Gold Extraction Carbon Specifications: 3 Grades Compared
| Parameter | Standard Grade | Mid Grade | Premium Grade |
|---|---|---|---|
| CTC Activity | min. 45% | min. 55% | min. 60% |
| Surface Area | 1000 m²/g | 1100 m²/g | 1150 m²/g |
| K Value (adsorption rate) | 26 kg/tonne | 28 kg/tonne | 32 kg/tonne |
| R Value (equilibrium loading) | 50 | 60 | 65 |
| Hardness (Ball-Pan) | min. 99% | min. 99% | min. 98.5% |
| Attrition (A.A.R.L.) | max. 2% | max. 1.5% | max. 2% |
| Ash Content | max. 4% | max. 4% | max. 4% |
| Moisture | max. 5% | max. 5% | max. 4% |
| Apparent Density | 480–550 kg/m³ | 480–530 kg/m³ | 480–510 kg/m³ |
| Mean Particle (6×12) | min. 2.48 mm | min. 2.48 mm | min. 2.48 mm |
| Platelets (A.A.R.L.) | max. 7% | max. 7% | max. 7% |
Available Mesh Sizes
- • 6×12 mesh (1.70–3.35 mm) — most common for CIP/CIL
- • 6×16 mesh (1.18–3.35 mm) — better kinetics for high-silver ores
- • 8×16 mesh (1.18–2.36 mm) — column operations
- • 12×30 mesh (0.60–1.70 mm) — specialty applications
Why Coconut Shell, Not Coal-Based?
For gold recovery, coconut shell activated carbon outperforms coal-based carbon in 3 key ways:
1. Hardness
Coconut shell carbon scores 98.5–99% on ball-pan hardness.

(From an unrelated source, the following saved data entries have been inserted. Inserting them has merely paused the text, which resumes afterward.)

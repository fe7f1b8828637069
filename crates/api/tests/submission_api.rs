//! Integration tests for the submission upload, review and query endpoints.

mod common;

use std::sync::Arc;

use axum::http::StatusCode;
use common::{body_json, delete, get, post_json, put_json, uniform};
use scenegate_db::{AutoApprovalCounter, MemoryStore};
use scenegate_pipeline::test_support::DownStore;
use serde_json::{json, Value};

fn upload(scene: i32, template: &str, submitted: &str) -> Value {
    json!({
        "templateId": "tpl",
        "assignmentId": "asg",
        "userId": "usr",
        "sceneNumber": scene,
        "sceneTitle": "Intro",
        "submittedLayout": uniform(submitted),
        "templateLayout": uniform(template),
    })
}

async fn submit(app: &axum::Router, body: Value) -> Value {
    let response = post_json(app.clone(), "/api/v1/submissions", body).await;
    assert_eq!(response.status(), StatusCode::CREATED);
    body_json(response).await["data"].clone()
}

// ---------------------------------------------------------------------------
// Upload
// ---------------------------------------------------------------------------

#[tokio::test]
async fn matching_upload_is_auto_approved() {
    let (app, _) = common::build_test_app();
    let data = submit(&app, upload(1, "red", "red")).await;

    assert_eq!(data["decision"]["outcome"], "auto_approve");
    assert_eq!(data["submission"]["status"], "approved");
    assert_eq!(data["submission"]["reviewedBy"], "system");
    assert_eq!(data["submission"]["similarityScore"], 1.0);
    assert_eq!(data["degraded"], false);
}

#[tokio::test]
async fn weak_upload_waits_for_review_with_suggestions() {
    let (app, _) = common::build_test_app();
    let data = submit(&app, upload(1, "red", "blue")).await;

    assert_eq!(data["decision"]["outcome"], "manual");
    assert_eq!(data["decision"]["reason"], "below_threshold");
    assert_eq!(data["submission"]["status"], "pending");
    assert!(!data["submission"]["aiSuggestions"].as_array().unwrap().is_empty());

    let pending = body_json(get(app, "/api/v1/submissions/pending").await).await;
    assert_eq!(pending["data"].as_array().unwrap().len(), 1);
}

#[tokio::test]
async fn provider_failure_marks_result_degraded() {
    let (app, _) = common::build_test_app();
    let data = submit(&app, upload(1, "a presenter at a desk", "a presenter at a desk")).await;

    assert_eq!(data["degraded"], true);
    // Identical text hashes to identical fallback vectors.
    let score = data["submission"]["similarityScore"].as_f64().unwrap();
    assert!(score > 0.999, "expected near-identical score, got {score}");
}

#[tokio::test]
async fn threshold_store_outage_still_records_upload_for_review() {
    let store = Arc::new(MemoryStore::new());
    let app = common::build_test_app_with_thresholds(store.clone(), Arc::new(DownStore));
    let data = submit(&app, upload(1, "red", "red")).await;

    assert_eq!(data["degraded"], true);
    assert_eq!(data["decision"]["outcome"], "manual");
    assert_eq!(data["decision"]["reason"], "store_unavailable");
    assert_eq!(data["submission"]["status"], "pending");
    assert_eq!(store.used("tpl").await.unwrap(), 0);
}

#[tokio::test]
async fn invalid_upload_returns_400() {
    let (app, _) = common::build_test_app();
    let response = post_json(app, "/api/v1/submissions", upload(0, "red", "red")).await;
    assert_eq!(response.status(), StatusCode::BAD_REQUEST);
    assert_eq!(body_json(response).await["code"], "VALIDATION_ERROR");
}

#[tokio::test]
async fn missing_template_layout_returns_404() {
    let (app, _) = common::build_test_app();
    let mut body = upload(1, "red", "red");
    body.as_object_mut().unwrap().remove("templateLayout");

    let response = post_json(app, "/api/v1/submissions", body).await;
    assert_eq!(response.status(), StatusCode::NOT_FOUND);
}

#[tokio::test]
async fn stored_template_layout_is_used() {
    let (app, _) = common::build_test_app();
    let response = put_json(
        app.clone(),
        "/api/v1/layouts/template/tpl",
        json!({ "scenes": [uniform("green"), uniform("blue")] }),
    )
    .await;
    assert_eq!(response.status(), StatusCode::OK);

    let mut body = upload(2, "unused", "blue");
    body.as_object_mut().unwrap().remove("templateLayout");
    let data = submit(&app, body).await;
    assert_eq!(data["submission"]["status"], "approved");
}

// ---------------------------------------------------------------------------
// Resubmission and history
// ---------------------------------------------------------------------------

#[tokio::test]
async fn resubmission_links_chain_and_history() {
    let (app, _) = common::build_test_app();
    let first = submit(&app, upload(1, "red", "blue")).await["submission"].clone();
    let second = submit(&app, upload(1, "red", "red")).await["submission"].clone();

    assert_eq!(second["resubmissionCount"], 1);
    assert_eq!(second["previousSubmissionId"], first["id"]);

    let id = second["id"].as_str().unwrap();
    let history = body_json(get(app.clone(), &format!("/api/v1/submissions/{id}/history")).await).await;
    let ids: Vec<&Value> = history["data"].as_array().unwrap().iter().map(|s| &s["id"]).collect();
    assert_eq!(ids, vec![&first["id"], &second["id"]]);

    // The superseded row can no longer be reviewed.
    let first_id = first["id"].as_str().unwrap();
    let response = post_json(
        app,
        &format!("/api/v1/submissions/{first_id}/approve"),
        json!({ "reviewerId": "mgr" }),
    )
    .await;
    assert_eq!(response.status(), StatusCode::CONFLICT);
    assert_eq!(body_json(response).await["code"], "INVALID_TRANSITION");
}

// ---------------------------------------------------------------------------
// Review
// ---------------------------------------------------------------------------

#[tokio::test]
async fn reject_requires_feedback_and_keeps_pending() {
    let (app, _) = common::build_test_app();
    let data = submit(&app, upload(1, "red", "blue")).await;
    let id = data["submission"]["id"].as_str().unwrap().to_string();
    let uri = format!("/api/v1/submissions/{id}/reject");

    let response = post_json(app.clone(), &uri, json!({ "reviewerId": "mgr", "feedback": "  " })).await;
    assert_eq!(response.status(), StatusCode::BAD_REQUEST);

    let response = post_json(
        app.clone(),
        &uri,
        json!({ "reviewerId": "mgr", "feedback": "Move closer to the camera" }),
    )
    .await;
    assert_eq!(response.status(), StatusCode::OK);
    let json = body_json(response).await;
    assert_eq!(json["data"]["status"], "pending");
    assert_eq!(json["data"]["feedback"][0], "Move closer to the camera");
}

#[tokio::test]
async fn approving_twice_conflicts() {
    let (app, _) = common::build_test_app();
    let data = submit(&app, upload(1, "red", "blue")).await;
    let id = data["submission"]["id"].as_str().unwrap().to_string();
    let uri = format!("/api/v1/submissions/{id}/approve");

    let response = post_json(app.clone(), &uri, json!({ "reviewerId": "mgr" })).await;
    assert_eq!(response.status(), StatusCode::OK);

    let response = post_json(app, &uri, json!({ "reviewerId": "mgr" })).await;
    assert_eq!(response.status(), StatusCode::CONFLICT);
}

#[tokio::test]
async fn override_records_original_score() {
    let (app, _) = common::build_test_app();
    let data = submit(&app, upload(1, "red", "blue")).await;
    let id = data["submission"]["id"].as_str().unwrap().to_string();

    let response = post_json(
        app,
        &format!("/api/v1/submissions/{id}/override"),
        json!({ "approved": true, "reason": "Creative choice", "reviewerId": "mgr" }),
    )
    .await;
    assert_eq!(response.status(), StatusCode::OK);

    let json = body_json(response).await;
    assert_eq!(json["data"]["status"], "approved");
    assert_eq!(json["data"]["manualOverride"]["overrideBy"], "mgr");
    assert_eq!(
        json["data"]["manualOverride"]["originalSimilarityScore"],
        data["submission"]["similarityScore"]
    );
}

#[tokio::test]
async fn unknown_submission_returns_404() {
    let (app, _) = common::build_test_app();
    let response = get(app, &format!("/api/v1/submissions/{}", uuid::Uuid::nil())).await;
    assert_eq!(response.status(), StatusCode::NOT_FOUND);
}

// ---------------------------------------------------------------------------
// Queries and cascade
// ---------------------------------------------------------------------------

#[tokio::test]
async fn progress_and_slot_queries() {
    let (app, _) = common::build_test_app();
    submit(&app, upload(1, "red", "red")).await;
    submit(&app, upload(2, "red", "blue")).await;

    let json = body_json(
        get(app.clone(), "/api/v1/assignments/asg/users/usr/progress?totalScenes=4").await,
    )
    .await;
    assert_eq!(json["data"]["approvedScenes"], 1);
    assert_eq!(json["data"]["pendingScenes"], 1);
    assert_eq!(json["data"]["completionPercentage"], 25.0);

    let json = body_json(get(app.clone(), "/api/v1/assignments/asg/users/usr/submissions").await).await;
    assert_eq!(json["data"].as_array().unwrap().len(), 2);

    let response = get(app, "/api/v1/assignments/asg/users/usr/scenes/3/latest").await;
    assert_eq!(response.status(), StatusCode::NOT_FOUND);
}

#[tokio::test]
async fn cascade_deletes_report_counts() {
    let (app, _) = common::build_test_app();
    submit(&app, upload(1, "red", "red")).await;
    submit(&app, upload(2, "red", "red")).await;

    let json = body_json(delete(app.clone(), "/api/v1/users/usr/submissions").await).await;
    assert_eq!(json["data"]["deleted"], 2);

    let json = body_json(delete(app, "/api/v1/templates/tpl/submissions").await).await;
    assert_eq!(json["data"]["deleted"], 0);
}
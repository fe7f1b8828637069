//! Handler for storing pre-embedding scene layouts.

use axum::extract::{Path, State};
use axum::response::IntoResponse;
use axum::Json;
use scenegate_core::grid::SceneLayout;
use scenegate_db::LayoutOwner;
use serde::{Deserialize, Serialize};

use crate::error::{AppError, AppResult};
use crate::response::DataResponse;
use crate::state::AppState;

#[derive(Debug, Deserialize)]
pub struct PutLayouts {
    pub scenes: Vec<SceneLayout>,
}

#[derive(Debug, Serialize)]
#[serde(rename_all = "camelCase")]
pub struct StoredLayouts {
    pub owner_kind: String,
    pub owner_id: String,
    pub scene_count: usize,
}

/// PUT /api/v1/layouts/{owner_kind}/{owner_id}
///
/// Replace the scene layouts of a template or a video. `owner_kind` is
/// `template` or `video`.
pub async fn put_layouts(
    State(state): State<AppState>,
    Path((owner_kind, owner_id)): Path<(String, String)>,
    Json(input): Json<PutLayouts>,
) -> AppResult<impl IntoResponse> {
    let owner: LayoutOwner = owner_kind
        .parse()
        .map_err(|_| AppError::BadRequest(format!("Unknown layout owner '{owner_kind}'")))?;
    if owner_id.trim().is_empty() {
        return Err(AppError::BadRequest("Owner ID is required".into()));
    }

    state.layouts.put_layouts(owner, &owner_id, &input.scenes).await?;

    tracing::info!(
        owner = %owner,
        owner_id = %owner_id,
        scenes = input.scenes.len(),
        "Scene layouts stored"
    );

    Ok(Json(DataResponse {
        data: StoredLayouts {
            owner_kind: owner.to_string(),
            owner_id,
            scene_count: input.scenes.len(),
        },
    }))
}
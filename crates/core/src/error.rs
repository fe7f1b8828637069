#[derive(Debug, thiserror::Error)]
pub enum CoreError {
    #[error("Entity not found: {entity} with id {id}")]
    NotFound { entity: &'static str, id: String },

    #[error("Validation failed: {0}")]
    Validation(String),

    #[error("Conflict: {0}")]
    Conflict(String),

    #[error("Vector dimensions must match: {left} vs {right}")]
    DimensionMismatch { left: usize, right: usize },

    #[error("Invalid transition: {0}")]
    InvalidTransition(String),

    #[error("Internal error: {0}")]
    Internal(String),
}
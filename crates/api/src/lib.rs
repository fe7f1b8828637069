//! Scenegate API server library.
//!
//! Exposes config, state, error handling and routes so integration tests and
//! the binary entrypoint build the same application.

pub mod config;
pub mod error;
pub mod handlers;
pub mod query;
pub mod response;
pub mod router;
pub mod routes;
pub mod state;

Coal-based? Usually 85–92%. In a CIP circuit where carbon gets pumped between 6–8 tanks, low hardness means you lose 2–5% carbon per cycle to attrition. Gold-grade carbon costs $2,500–3,500/ton — that adds up fast.
2. Micropore Structure
Gold-cyanide complex [Au(CN)₂]⁻ has a molecular diameter around 6 Å. Coconut shell carbon achieves 1000–1150 m²/g surface area with a higher proportion of micropores (< 20 Å). More micropores = more adsorption sites for gold. This is why K values reach 26–32 kg/tonne.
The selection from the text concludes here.